Five steps are required to build a long-term relationship. Each step in the process builds on the previous step. Well done, it’s a marathon, not a sprint.

The five steps necessary for a long-term relationship

The relationship path from initial introduction to older married couple goes through five separate relationship stages: (1) Step 1: The Transitional Relationship, (2) Step 2: The Recreational Relationship, (3) Step 3: The pre-committed relationship, (4) Step 4: The committed relationship, and (5) Step 5: The marital relationship. (For a discussion of recreational, pre-committed, and committed relationships, see David Steele conscious quotes, (Campbell, CA, RCN Press, 2008). The pre-committed relationship discussion is particularly good.)

This article addresses the second step in the relationship building process, Step 2: The Recreational Relationship.

The recreational relationship is a time to play

A recreational relationship is one entered into for the sole purpose of enjoying being single again. An added benefit is the restoration of trust and validation that are almost always damaged in the divorce process.

Objective and motivation. The goal of a recreational relationship is to have fun. The source of motivation that drives a recreational relationship is the question, “Do I have fun when I’m with him or her? Is he or her fun to be with?”

The roles that you and your partner play. Your partner is expected to be a friend, partner, playmate, whether sexual or not. Similarly, your role is also to be a friend, companion, playmate.

The nature of a recreational relationship. A recreational relationship is meant to be light, exciting, shallow, and fun. Go out and do things together. They just enjoy spending time together. Sex without attachment can be part of the fun if both of you agree. Life is good. You enjoy being alive.

hooked on hormones

The recreational relationship is the time for hormones and hope to run rampant. Unfortunately, our culture gives us good but bad advice on how to handle euphoria.

But it feels so “good”. You’ve heard it a thousand times in a thousand ways. Your friends say it, your parents say it, the TV says it, the music says it. It is everywhere. It’s nonstop. “Follow your heart,” “You’ll know when you’ve got Mr./Ms. Right by the way you feel.” “If loving you is wrong, I don’t want to be right.”
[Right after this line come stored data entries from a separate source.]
//! Canonical JSON text, the equality key for `enum` and `uniqueItems`.
//!
//! Two values are equal iff their canonical forms are byte-identical:
//! object keys sorted, no whitespace, and integer-valued numbers written in
//! integer form so `1` and `1.0` collapse to the same text.

use serde_json::Value;

use crate::value::{is_integer, number_to_f64};

/// Serialize a value to its canonical form.
pub fn canonical(value: &Value) -> String {
    let mut out = String::new();
    write_value(&mut out, value);
    out
}

/// Render a float for requirements and canonical text: integer form when the
/// value is integral and fits i64, shortest round-trip otherwise.
pub fn number_value(f: f64) -> Value {
    if is_integer(f) && f >= i64::MIN as f64 && f <= i64::MAX as f64 {
        Value::from(f as i64)
    } else {
        Value::from(f)
    }
}

fn write_value(out: &mut String, value: &Value) {
    match value {
        Value::Null => out.push_str("null"),
        Value::Bool(true) => out.push_str("true"),
        Value::Bool(false) => out.push_str("false"),
        Value::Number(n) => {
            let f = number_to_f64(n);
            if is_integer(f) && f >= i64::MIN as f64 && f <= i64::MAX as f64 {
                out.push_str(&(f as i64).to_string());
            } else {
                // shortest round-trip form via serde_json's float writer
                out.push_str(&Value::from(f).to_string());
            }
        }
        Value::String(s) => {
            // serde_json's escaping is deterministic
            out.push_str(&Value::String(s.clone()).to_string());
        }
        Value::Array(items) => {
            out.push('[');
            for (i, item) in items.iter().enumerate() {
                if i > 0 {
                    out.push(',');
                }
                write_value(out, item);
            }
            out.push(']');
        }
        Value::Object(map) => {
            let mut keys: Vec<&String> = map.keys().collect();
            keys.sort();
            out.push('{');
            for (i, key) in keys.into_iter().enumerate() {
                if i > 0 {
                    out.push(',');
                }
                out.push_str(&Value::String(key.clone()).to_string());
                out.push(':');
                write_value(out, &map[key]);
            }
            out.push('}');
        }
    }
}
What you feel is just chemistry doing what chemistry does. Dr. Helen Fisher, an anthropologist and relationship researcher, has conducted a series of illuminating studies on the brain chemistry of love. Specifically, she found that the chemicals triggered during the initial “falling in love” phase (ie massive amounts of dopamine and norepinephrine) are the same chemicals that make us feel high when high on cocaine. (Helen Fisher, “Lust, Attraction, Attachment: Biology and Evolution of the Three Primary Emotional Systems for Mating, Reproduction, and Nurturing.” Journal of Sex Education and Therapy25, 2000, 96-104).

The statistics tell a different story. While no one would advise anyone to make major life-changing decisions while high on cocaine, that’s exactly what our culture (in the form of our friends, relatives, music, and television) does when it tells us, “If you feel well, it must be love!” Disaster, of course, comes in the form of failure in 42% of first marriages, 67% of second, and 75% of third.

This is not the fault of chemistry. In fact, physical attraction is a necessary requirement for a good relationship. And, during a recreational relationship, we determine if there is chemistry between you and your partner. What’s misleading is our culture’s obsession with dopamine-infused romantic love like the only predictor of compatibility and happiness in long-term relationships. it is not

Three Rules for Managing Recreational Relationship Intoxication

Your recreational relationship will feel like the real thing. So why shouldn’t you go ahead and “lock up” your dream partner before someone else does? Why? Because it’s a ticket back to divorce court.

The following three rules are designed to prevent you from acting impulsively, to “slam on the brakes,” so to speak, even if you think you don’t have to.

My hands are broken rules. The rule My hands are broken says not to sign none legal documents with your partner for at least twelve months, and preferably eighteen months. Just don’t do it.

The 6/7 rule. This rule says that for the first 6 months, don’t plan make anything with your partner more than 7 days in advance. This rule also says, for the first 6 months, don’t to converse any future you may have with your partner that exceeds 7 calendar days.

The 6/30 rule. This rule says that after the first six months of dating your partner, don’t plan to do anything together more than 30 days in advance and don’t talk about your life together that is more than 30 days in the future.

The joy of the recreational relationship lies in its focus on the present, not the future. For now, enjoy the freedom that comes with ending a troubled marriage and allow yourself to enjoy the pleasures of the present as a single person without a partner. As your relationship progresses through the remaining three steps, you will have plenty of time and opportunity to decide if this relationship has a future.